An Afghan man inspects a motorcycle used in today's suicide attack near Kandahar.
AFP/Getty Images
An Afghan man inspects a motorcycle used in today's suicide attack near Kandahar.

At least 22 people were killed and another 50 wounded in southern Afghanistan today when three suicide bombers blew themselves up in a market near the Kandahar Air Field used by U.S. and coalition forces.

Most of the victims were Afghan civlians, officials tell the BBC.

According to The Associated Press, Afghan officials say: "One suicide bomber detonated a three-wheeled motorbike filled with explosives. ... Then, as people rushed to assist the casualties, two other suicide bombers on foot walked up to the site and blew themselves up."

The attacks happened in an area where "small shops and private security company offices line one side of the road," the AP adds. "Large trucks that supply logistics to Kandahar Air Field regularly park along the other side."

"Taliban spokesman Qari Yousef Ahmadi claimed responsibility for the attacks," AP reports.
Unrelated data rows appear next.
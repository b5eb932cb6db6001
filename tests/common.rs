// ABOUTME: Shared test utilities and setup functions for integration tests
// ABOUTME: Provides in-memory database, auth manager, and principal creation helpers
#![allow(
    dead_code,
    clippy::unwrap_used,
    clippy::expect_used,
    clippy::missing_errors_doc,
    clippy::missing_panics_doc,
    clippy::must_use_candidate
)]

//! Shared test utilities for `folio_server` integration tests

use anyhow::Result;
use folio_server::{
    auth::{self, AuthManager},
    database::Database,
    models::{Admin, AdminRole, Permission, User, UserRole},
};
use std::sync::{Arc, Once};

static INIT_LOGGER: Once = Once::new();

/// Initialize quiet logging for tests (call once per test process)
pub fn init_test_logging() {
    INIT_LOGGER.call_once(|| {
        tracing_subscriber::fmt()
            .with_max_level(tracing::Level::WARN)
            .with_test_writer()
            .init();
    });
}

/// Standard in-memory test database
pub async fn create_test_database() -> Result<Arc<Database>> {
    init_test_logging();
    let database = Arc::new(Database::new("sqlite::memory:").await?);
    Ok(database)
}

/// Test authentication manager over a fixed secret
pub fn create_test_auth_manager() -> Arc<AuthManager> {
    Arc::new(AuthManager::new(b"integration-test-signing-secret"))
}

/// Create and persist an admin with the given role; password is "secret1"
pub async fn seed_admin(database: &Database, email: &str, role: AdminRole) -> Result<Admin> {
    let username = email.split('@').next().unwrap_or("admin").to_owned();
    let admin = Admin::new(
        username,
        email.to_owned(),
        auth::hash_password("secret1").map_err(|e| anyhow::anyhow!(e.to_string()))?,
        "Test".into(),
        "Admin".into(),
        role,
    );
    database.create_admin(&admin).await?;
    Ok(admin)
}

/// Create and persist an admin with a restricted permission set
pub async fn seed_admin_with_permissions(
    database: &Database,
    email: &str,
    permissions: Vec<Permission>,
) -> Result<Admin> {
    let username = email.split('@').next().unwrap_or("admin").to_owned();
    let mut admin = Admin::new(
        username,
        email.to_owned(),
        auth::hash_password("secret1").map_err(|e| anyhow::anyhow!(e.to_string()))?,
        "Test".into(),
        "Admin".into(),
        AdminRole::Admin,
    );
    admin.permissions = permissions;
    database.create_admin(&admin).await?;
    Ok(admin)
}

/// Create and persist a user; password is "secret1"
pub async fn seed_user(database: &Database, email: &str) -> Result<User> {
    let username = email.split('@').next().unwrap_or("user").to_owned();
    let user = User::new(
        "Test".into(),
        "User".into(),
        username,
        email.to_owned(),
        auth::hash_password("secret1").map_err(|e| anyhow::anyhow!(e.to_string()))?,
        UserRole::User,
    );
    database.create_user(&user).await?;
    Ok(user)
}

/// Bearer headers carrying the given token
pub fn bearer_headers(token: &str) -> axum::http::HeaderMap {
    let mut headers = axum::http::HeaderMap::new();
    headers.insert(
        "authorization",
        format!("Bearer {token}").parse().expect("valid header"),
    );
    headers
}
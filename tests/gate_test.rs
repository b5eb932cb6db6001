// ABOUTME: Integration tests for the auth gate pipeline and authorization guards
// ABOUTME: Covers kind mismatch, deactivation, optional variant and guard purity
#![allow(clippy::unwrap_used, clippy::expect_used, clippy::panic)]
#![allow(missing_docs)]

mod common;

use axum::http::HeaderMap;
use folio_server::{
    errors::ErrorCode,
    middleware::auth::{AuthGate, KindRequirement},
    middleware::guards::{require_any_permission, require_permission, require_role},
    models::{AdminRole, Permission, PrincipalKind},
};
use std::sync::Arc;

#[tokio::test]
async fn test_gate_rejects_missing_token() {
    let database = common::create_test_database().await.unwrap();
    let auth_manager = common::create_test_auth_manager();
    let gate = AuthGate::new(auth_manager, database, KindRequirement::Any);

    let err = gate.authenticate(&HeaderMap::new()).await.unwrap_err();
    assert_eq!(err.code, ErrorCode::AuthRequired);
}

#[tokio::test]
async fn test_gate_rejects_garbage_token() {
    let database = common::create_test_database().await.unwrap();
    let auth_manager = common::create_test_auth_manager();
    let gate = AuthGate::new(auth_manager, database, KindRequirement::Any);

    let err = gate
        .authenticate(&common::bearer_headers("not.a.token"))
        .await
        .unwrap_err();
    assert_eq!(err.code, ErrorCode::AuthInvalid);
}

#[tokio::test]
async fn test_gate_accepts_x_auth_token_fallback() {
    let database = common::create_test_database().await.unwrap();
    let auth_manager = common::create_test_auth_manager();
    let admin = common::seed_admin(&database, "gate@x.com", AdminRole::Admin)
        .await
        .unwrap();
    let token = auth_manager
        .issue(admin.id, admin.role.as_str(), PrincipalKind::Admin)
        .unwrap();

    let gate = AuthGate::new(auth_manager, database, KindRequirement::Admin);

    let mut headers = HeaderMap::new();
    headers.insert("x-auth-token", token.parse().unwrap());

    let context = gate.authenticate(&headers).await.unwrap();
    assert_eq!(context.id, admin.id);
    assert_eq!(context.email, "gate@x.com");
    assert_eq!(context.kind, PrincipalKind::Admin);
}

#[tokio::test]
async fn test_kind_mismatch_rejected_both_directions() {
    let database = common::create_test_database().await.unwrap();
    let auth_manager = common::create_test_auth_manager();

    let admin = common::seed_admin(&database, "a@x.com", AdminRole::Admin)
        .await
        .unwrap();
    let user = common::seed_user(&database, "u@x.com").await.unwrap();

    let admin_token = auth_manager
        .issue(admin.id, admin.role.as_str(), PrincipalKind::Admin)
        .unwrap();
    let user_token = auth_manager
        .issue(user.id, user.role.as_str(), PrincipalKind::User)
        .unwrap();

    let user_gate = AuthGate::new(
        Arc::clone(&auth_manager),
        Arc::clone(&database),
        KindRequirement::User,
    );
    let admin_gate = AuthGate::new(auth_manager, database, KindRequirement::Admin);

    // Admin token on a user-only gate
    let err = user_gate
        .authenticate(&common::bearer_headers(&admin_token))
        .await
        .unwrap_err();
    assert_eq!(err.code, ErrorCode::WrongTokenType);

    // User token on an admin-only gate
    let err = admin_gate
        .authenticate(&common::bearer_headers(&user_token))
        .await
        .unwrap_err();
    assert_eq!(err.code, ErrorCode::WrongTokenType);

    // Matching paths succeed
    assert!(admin_gate
        .authenticate(&common::bearer_headers(&admin_token))
        .await
        .is_ok());
    assert!(user_gate
        .authenticate(&common::bearer_headers(&user_token))
        .await
        .is_ok());
}

#[tokio::test]
async fn test_any_gate_accepts_both_kinds() {
    let database = common::create_test_database().await.unwrap();
    let auth_manager = common::create_test_auth_manager();

    let admin = common::seed_admin(&database, "a@x.com", AdminRole::Admin)
        .await
        .unwrap();
    let user = common::seed_user(&database, "u@x.com").await.unwrap();

    let gate = AuthGate::new(auth_manager.clone(), database, KindRequirement::Any);

    let admin_token = auth_manager
        .issue(admin.id, "admin", PrincipalKind::Admin)
        .unwrap();
    let user_token = auth_manager
        .issue(user.id, "user", PrincipalKind::User)
        .unwrap();

    let admin_ctx = gate
        .authenticate(&common::bearer_headers(&admin_token))
        .await
        .unwrap();
    assert_eq!(admin_ctx.kind, PrincipalKind::Admin);
    assert!(!admin_ctx.permissions.is_empty());

    let user_ctx = gate
        .authenticate(&common::bearer_headers(&user_token))
        .await
        .unwrap();
    assert_eq!(user_ctx.kind, PrincipalKind::User);
    assert!(user_ctx.permissions.is_empty());
}

#[tokio::test]
async fn test_deactivation_invalidates_outstanding_tokens() {
    let database = common::create_test_database().await.unwrap();
    let auth_manager = common::create_test_auth_manager();

    let admin = common::seed_admin(&database, "a@x.com", AdminRole::Admin)
        .await
        .unwrap();
    let token = auth_manager
        .issue(admin.id, admin.role.as_str(), PrincipalKind::Admin)
        .unwrap();

    let gate = AuthGate::new(auth_manager, Arc::clone(&database), KindRequirement::Admin);

    // Token works while the account is active
    assert!(gate
        .authenticate(&common::bearer_headers(&token))
        .await
        .is_ok());

    // Deactivate: the unexpired token must now fail with the inactive error
    database.set_admin_active(admin.id, false).await.unwrap();
    let err = gate
        .authenticate(&common::bearer_headers(&token))
        .await
        .unwrap_err();
    assert_eq!(err.code, ErrorCode::PrincipalInactive);
}

#[tokio::test]
async fn test_token_for_deleted_principal_fails_with_not_found() {
    let database = common::create_test_database().await.unwrap();
    let auth_manager = common::create_test_auth_manager();

    // Issue a token for a principal that was never stored
    let token = auth_manager
        .issue(uuid::Uuid::new_v4(), "admin", PrincipalKind::Admin)
        .unwrap();

    let gate = AuthGate::new(auth_manager, database, KindRequirement::Admin);
    let err = gate
        .authenticate(&common::bearer_headers(&token))
        .await
        .unwrap_err();
    assert_eq!(err.code, ErrorCode::PrincipalNotFound);
}

#[tokio::test]
async fn test_optional_gate_swallows_every_failure() {
    let database = common::create_test_database().await.unwrap();
    let auth_manager = common::create_test_auth_manager();

    let user = common::seed_user(&database, "u@x.com").await.unwrap();
    let user_token = auth_manager
        .issue(user.id, "user", PrincipalKind::User)
        .unwrap();

    let gate = AuthGate::new(auth_manager, Arc::clone(&database), KindRequirement::User);

    // No token: no context, no error
    assert!(gate.authenticate_optional(&HeaderMap::new()).await.is_none());

    // Garbage token: swallowed
    assert!(gate
        .authenticate_optional(&common::bearer_headers("junk"))
        .await
        .is_none());

    // Valid token: context attached
    let context = gate
        .authenticate_optional(&common::bearer_headers(&user_token))
        .await
        .unwrap();
    assert_eq!(context.id, user.id);

    // Deactivated principal: swallowed again
    database.set_user_active(user.id, false).await.unwrap();
    assert!(gate
        .authenticate_optional(&common::bearer_headers(&user_token))
        .await
        .is_none());
}

#[tokio::test]
async fn test_guard_scenario_delete_against_read_write_context() {
    let database = common::create_test_database().await.unwrap();
    let auth_manager = common::create_test_auth_manager();

    let admin = common::seed_admin_with_permissions(
        &database,
        "limited@x.com",
        vec![Permission::Read, Permission::Write],
    )
    .await
    .unwrap();
    let token = auth_manager
        .issue(admin.id, "admin", PrincipalKind::Admin)
        .unwrap();

    let gate = AuthGate::new(auth_manager, database, KindRequirement::Admin);
    let context = gate
        .authenticate(&common::bearer_headers(&token))
        .await
        .unwrap();

    // permissions = [read, write]: delete is forbidden with 403
    let err = require_permission(&context, Permission::Delete).unwrap_err();
    assert_eq!(err.code, ErrorCode::PermissionDenied);
    assert_eq!(err.http_status(), axum::http::StatusCode::FORBIDDEN);

    assert!(require_permission(&context, Permission::Write).is_ok());
    assert!(require_any_permission(&context, &[Permission::Read, Permission::Delete]).is_ok());
    assert!(require_role(&context, "admin").is_ok());
    assert!(require_role(&context, "super_admin").is_err());
}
Al-Jazeera says the attackers may have been targeting fuel tankers.

The BBC writes that the bazaar where the attacks took place "is the last stopping point before the trucks get to the airbase, and would have been very busy when the bombers struck."
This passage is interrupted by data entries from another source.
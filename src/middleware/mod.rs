// ABOUTME: Request middleware: authentication gate, authorization guards, CORS
// ABOUTME: One polymorphic gate replaces per-kind middleware duplication
//
// Licensed under either of Apache License, Version 2.0 or MIT License at your option.

//! Request middleware

/// Token verification and principal-context construction
pub mod auth;
/// Role and permission guards over the principal context
pub mod guards;
/// CORS layer configuration
pub mod cors;

pub use auth::{AuthGate, KindRequirement, PrincipalContext};
pub use guards::{
    require_any_permission, require_permission, require_role, require_super_admin,
};
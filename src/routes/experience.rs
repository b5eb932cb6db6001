// ABOUTME: Experience route handlers: public listing and admin CRUD
// ABOUTME: Current positions clear end_date via explicit write-path logic
//
// Licensed under either of Apache License, Version 2.0 or MIT License at your option.

//! Experience routes

use crate::{
    database::ExperienceUpdate,
    errors::AppError,
    middleware::guards::require_permission,
    models::{EmploymentType, Experience, Permission, WorkType},
    server::ServerResources,
};
use axum::{
    extract::{Path, Query, State},
    http::{HeaderMap, StatusCode},
    response::{IntoResponse, Response},
    routing::{delete, get, post, put},
    Json, Router,
};
use chrono::{DateTime, Utc};
use serde::Deserialize;
use serde_json::json;
use std::sync::Arc;
use uuid::Uuid;

/// Public listing query
#[derive(Debug, Clone, Deserialize, Default)]
pub struct ListExperienceQuery {
    pub featured: Option<bool>,
}

/// Experience create request
#[derive(Debug, Clone, Deserialize)]
#[serde(rename_all = "camelCase")]
pub struct CreateExperienceRequest {
    pub title: String,
    pub company: String,
    pub location: String,
    pub employment_type: String,
    pub work_type: Option<String>,
    pub start_date: DateTime<Utc>,
    pub end_date: Option<DateTime<Utc>>,
    #[serde(default)]
    pub current: bool,
    pub description: String,
    #[serde(default)]
    pub achievements: Vec<String>,
    #[serde(default)]
    pub responsibilities: Vec<String>,
    #[serde(default)]
    pub technologies: Vec<String>,
    pub company_logo: Option<String>,
    pub company_website: Option<String>,
    #[serde(default)]
    pub featured: bool,
    pub sort_order: Option<i64>,
}

/// Experience update request; absent fields are left untouched
#[derive(Debug, Clone, Deserialize, Default)]
#[serde(rename_all = "camelCase")]
pub struct UpdateExperienceRequest {
    pub title: Option<String>,
    pub company: Option<String>,
    pub location: Option<String>,
    pub employment_type: Option<String>,
    pub work_type: Option<String>,
    pub start_date: Option<DateTime<Utc>>,
    pub end_date: Option<DateTime<Utc>>,
    pub current: Option<bool>,
    pub description: Option<String>,
    pub achievements: Option<Vec<String>>,
    pub responsibilities: Option<Vec<String>>,
    pub technologies: Option<Vec<String>>,
    pub company_logo: Option<String>,
    pub company_website: Option<String>,
    pub featured: Option<bool>,
    pub sort_order: Option<i64>,
}

fn parse_employment_type(raw: &str) -> Result<EmploymentType, AppError> {
    raw.parse()
        .map_err(|_| AppError::invalid_input(format!("Invalid employment type: {raw}")))
}

fn parse_work_type(raw: &str) -> Result<WorkType, AppError> {
    raw.parse()
        .map_err(|_| AppError::invalid_input(format!("Invalid work type: {raw}")))
}

fn parse_id(raw: &str) -> Result<Uuid, AppError> {
    Uuid::parse_str(raw)
        .map_err(|_| AppError::invalid_input(format!("Invalid experience id: {raw}")))
}

fn validate_website(value: Option<&String>) -> Result<(), AppError> {
    match value {
        Some(url)
            if !url.is_empty() && !url.starts_with("http://") && !url.starts_with("https://") =>
        {
            Err(AppError::invalid_input(
                "Company website must be a valid URL",
            ))
        }
        _ => Ok(()),
    }
}

/// Experience routes handler
pub struct ExperienceRoutes;

impl ExperienceRoutes {
    /// Create all experience routes
    pub fn routes(resources: Arc<ServerResources>) -> Router {
        Router::new()
            .route("/api/v1/portfolio/experience", get(Self::handle_list))
            .route(
                "/api/v1/portfolio/admin/experience",
                post(Self::handle_create),
            )
            .route(
                "/api/v1/portfolio/admin/experience/:id",
                put(Self::handle_update),
            )
            .route(
                "/api/v1/portfolio/admin/experience/:id",
                delete(Self::handle_delete),
            )
            .with_state(resources)
    }

    /// Handle GET /api/v1/portfolio/experience - public listing
    async fn handle_list(
        State(resources): State<Arc<ServerResources>>,
        Query(query): Query<ListExperienceQuery>,
    ) -> Result<Response, AppError> {
        let entries = resources
            .database
            .list_experience(query.featured.unwrap_or(false))
            .await
            .map_err(|e| AppError::database(e.to_string()))?;

        // Attach derived duration/period display fields
        let items: Vec<serde_json::Value> = entries
            .iter()
            .map(|entry| {
                let mut value = serde_json::to_value(entry).unwrap_or_default();
                if let Some(map) = value.as_object_mut() {
                    map.insert("duration".into(), json!(entry.duration()));
                    map.insert("period".into(), json!(entry.period()));
                }
                value
            })
            .collect();

        Ok((
            StatusCode::OK,
            Json(json!({ "success": true, "data": { "experience": items } })),
        )
            .into_response())
    }

    /// Handle POST /api/v1/portfolio/admin/experience
    async fn handle_create(
        State(resources): State<Arc<ServerResources>>,
        headers: HeaderMap,
        Json(request): Json<CreateExperienceRequest>,
    ) -> Result<Response, AppError> {
        let context = resources.admin_gate.authenticate(&headers).await?;
        require_permission(&context, Permission::Write)?;

        let required = [
            &request.title,
            &request.company,
            &request.location,
            &request.description,
        ];
        if required.iter().any(|f| f.trim().is_empty()) {
            return Err(AppError::missing_field(
                "Title, company, location and description are required",
            ));
        }
        validate_website(request.company_website.as_ref())?;

        let work_type = match request.work_type.as_deref() {
            None | Some("") => WorkType::OnSite,
            Some(raw) => parse_work_type(raw)?,
        };

        let now = Utc::now();
        let experience = Experience {
            id: Uuid::new_v4(),
            title: request.title.trim().to_owned(),
            company: request.company.trim().to_owned(),
            location: request.location.trim().to_owned(),
            employment_type: parse_employment_type(&request.employment_type)?,
            work_type,
            start_date: request.start_date,
            end_date: if request.current {
                None
            } else {
                request.end_date
            },
            current: request.current,
            description: request.description,
            achievements: request.achievements,
            responsibilities: request.responsibilities,
            technologies: request.technologies,
            company_logo: request.company_logo,
            company_website: request.company_website,
            featured: request.featured,
            sort_order: request.sort_order.unwrap_or(0),
            created_by: context.id,
            created_at: now,
            updated_at: now,
        };

        resources
            .database
            .create_experience(&experience)
            .await
            .map_err(|e| AppError::database(e.to_string()))?;

        Ok((
            StatusCode::CREATED,
            Json(json!({
                "success": true,
                "message": "Experience created successfully",
                "data": experience,
            })),
        )
            .into_response())
    }

    /// Handle PUT /api/v1/portfolio/admin/experience/:id
    async fn handle_update(
        State(resources): State<Arc<ServerResources>>,
        headers: HeaderMap,
        Path(id): Path<String>,
        Json(request): Json<UpdateExperienceRequest>,
    ) -> Result<Response, AppError> {
        let context = resources.admin_gate.authenticate(&headers).await?;
        require_permission(&context, Permission::Write)?;

        let id = parse_id(&id)?;
        validate_website(request.company_website.as_ref())?;

        let employment_type = match request.employment_type.as_deref() {
            None => None,
            Some(raw) => Some(parse_employment_type(raw)?),
        };
        let work_type = match request.work_type.as_deref() {
            None => None,
            Some(raw) => Some(parse_work_type(raw)?),
        };

        let update = ExperienceUpdate {
            title: request.title,
            company: request.company,
            location: request.location,
            employment_type,
            work_type,
            start_date: request.start_date,
            end_date: request.end_date,
            current: request.current,
            description: request.description,
            achievements: request.achievements,
            responsibilities: request.responsibilities,
            technologies: request.technologies,
            company_logo: request.company_logo,
            company_website: request.company_website,
            featured: request.featured,
            sort_order: request.sort_order,
        };

        let experience = resources
            .database
            .update_experience(id, &update)
            .await
            .map_err(|e| AppError::database(e.to_string()))?
            .ok_or_else(|| AppError::not_found("Experience"))?;

        Ok((
            StatusCode::OK,
            Json(json!({
                "success": true,
                "message": "Experience updated successfully",
                "data": experience,
            })),
        )
            .into_response())
    }

    /// Handle DELETE /api/v1/portfolio/admin/experience/:id
    async fn handle_delete(
        State(resources): State<Arc<ServerResources>>,
        headers: HeaderMap,
        Path(id): Path<String>,
    ) -> Result<Response, AppError> {
        let context = resources.admin_gate.authenticate(&headers).await?;
        require_permission(&context, Permission::Delete)?;

        let id = parse_id(&id)?;
        let removed = resources
            .database
            .delete_experience(id)
            .await
            .map_err(|e| AppError::database(e.to_string()))?;

        if !removed {
            return Err(AppError::not_found("Experience"));
        }

        Ok((
            StatusCode::OK,
            Json(json!({
                "success": true,
                "message": "Experience deleted successfully",
            })),
        )
            .into_response())
    }
}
Update at 7:50 a.m. ET. Civilians Killed In NATO Airstrike?

From Kabul, the AP is now reporting that:

"Afghan officials and residents say a pre-dawn NATO airstrike aimed at militants in eastern Afghanistan killed civilians celebrating a wedding, including women and children. An Associated Press photographer saw the bodies of five women, seven children and six men piled in the back of vans that villagers drove to the capital of Logar province to protest Wednesday's strike on a house in the volatile Baraki Barak district.

"The villagers say all of those killed had been at a wedding. Afghan government officials said militants were also among the dead. NATO says it has no reports of civilians killed in the overnight raid to capture a local Taliban leader."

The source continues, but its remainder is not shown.